How a well working patent system, also for software, could be working is well covered in Jim Moore’s idealistic essay “The software patent process can be your friend”. What is in theory a great idea (”disclose your ideas instead of keeping them secret and get rewarded with a limited state-guaranteed monopoly” that offers a “small company” protection from “the mercy of the market strength”) looks quite different in reality.
Jim explains that the expensive and resource intensive system is mainly a tool of large companies and fails to offer protection to small companies, which could need the patent protection to obtain venture capital. But that is only one of the objection against the current practice on software patents. Another much stronger argument is the limited insight contained in many software patents. Jim claims that “patent documents covering software are inherently open source, in contrast to the closed world of software trade secrets—where code is buried in compilation.”
But if you read a real patent application you will hardly ever find source code. A greate example are the current patent claims of IBM against Amazon over US patents 5,796,967, 5,442,771, 7,072,849, 5,446,891 and 5,319,542.
While I do not dare to judge if the “person skilled in the art” will find anything inventive in these disclosures, the MSc in Computer Sciences which I am is having some difficulties.
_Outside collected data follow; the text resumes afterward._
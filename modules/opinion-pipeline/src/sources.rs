//! Reading crawler dumps from disk.
//!
//! Crawlers write one JSON file per run under `raw/<platform>/`. A file may
//! hold a list of items, `{ "data": [...] }`, `{ "data": {...} }`, or a
//! single item object.

use std::path::{Path, PathBuf};

use opinion_common::{OpinionError, Platform, RawPost, Result};
use serde_json::Value;
use tracing::{debug, info, warn};

/// A raw item tagged with the platform it came from.
#[derive(Debug, Clone, PartialEq)]
pub struct SourcedPost {
    pub platform: Platform,
    pub post: RawPost,
}

#[derive(Debug, Default)]
pub struct SourceLoad {
    pub posts: Vec<SourcedPost>,
    pub files_read: usize,
    pub failed_files: Vec<PathBuf>,
}

impl SourceLoad {
    fn absorb(&mut self, path: &Path, fallback: &Platform) {
        match load_raw_file(path) {
            Ok(items) => {
                debug!(path = %path.display(), count = items.len(), "Loaded raw file");
                self.files_read += 1;
                self.posts.extend(items.into_iter().map(|post| SourcedPost {
                    platform: post.platform().unwrap_or_else(|| fallback.clone()),
                    post,
                }));
            }
            Err(e) => {
                warn!(path = %path.display(), error = %e, "Skipping unreadable raw file");
                self.failed_files.push(path.to_path_buf());
            }
        }
    }
}

/// Parse one crawler dump into its items. Non-object list entries are skipped.
pub fn load_raw_file(path: &Path) -> Result<Vec<RawPost>> {
    let content = std::fs::read_to_string(path).map_err(|e| OpinionError::io(path, e))?;
    let value: Value = serde_json::from_str(&content).map_err(|e| OpinionError::json(path, e))?;
    Ok(items_from_value(value))
}

fn items_from_value(value: Value) -> Vec<RawPost> {
    match value {
        Value::Array(items) => items
            .into_iter()
            .filter_map(|item| match item {
                Value::Object(map) => Some(RawPost(map)),
                _ => None,
            })
            .collect(),
        Value::Object(mut map) => match map.remove("data") {
            Some(Value::Array(items)) => items_from_value(Value::Array(items)),
            Some(Value::Object(item)) => vec![RawPost(item)],
            Some(other) => {
                map.insert("data".into(), other);
                vec![RawPost(map)]
            }
            None => vec![RawPost(map)],
        },
        _ => Vec::new(),
    }
}

/// Load every `*.json` under each platform subdirectory of `raw_dir`.
/// Files are visited in sorted order so runs are reproducible.
pub fn load_platform_dirs(raw_dir: &Path) -> Result<SourceLoad> {
    let mut load = SourceLoad::default();

    for dir in sorted_entries(raw_dir)?.into_iter().filter(|p| p.is_dir()) {
        let Some(name) = dir.file_name().and_then(|n| n.to_str()) else {
            continue;
        };
        let platform = Platform::from_dir_name(name);
        let before = load.posts.len();

        for file in sorted_entries(&dir)?
            .into_iter()
            .filter(|p| p.extension().is_some_and(|ext| ext == "json"))
        {
            load.absorb(&file, &platform);
        }

        info!(
            platform = %platform,
            count = load.posts.len() - before,
            "Loaded platform directory"
        );
    }

    Ok(load)
}

/// Load an explicit list of files, tagging items with `platform` when they
/// carry no platform of their own.
pub fn load_files(paths: &[PathBuf], platform: &Platform) -> SourceLoad {
    let mut load = SourceLoad::default();
    for path in paths {
        load.absorb(path, platform);
    }
    load
}

fn sorted_entries(dir: &Path) -> Result<Vec<PathBuf>> {
    let entries = std::fs::read_dir(dir).map_err(|e| OpinionError::io(dir, e))?;
    let mut paths = entries
        .map(|entry| entry.map(|e| e.path()))
        .collect::<std::io::Result<Vec<_>>>()
        .map_err(|e| OpinionError::io(dir, e))?;
    paths.sort();
    Ok(paths)
}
The empricial lack of reliance on patents by VCs to me was not only proof of the structural assymmetry between “the small” and “the big” in accessing the patent system, but also due to the fact that software patents were not used to protect innovation of new market entrants but to protect existing markets by putting up a thicket of defensive patents.
Is this now changing? It would be interesting to get more voices especially from the VC community, what kind of protection they require for seed funding in software and what roles software patents play in their go-to-market strategy.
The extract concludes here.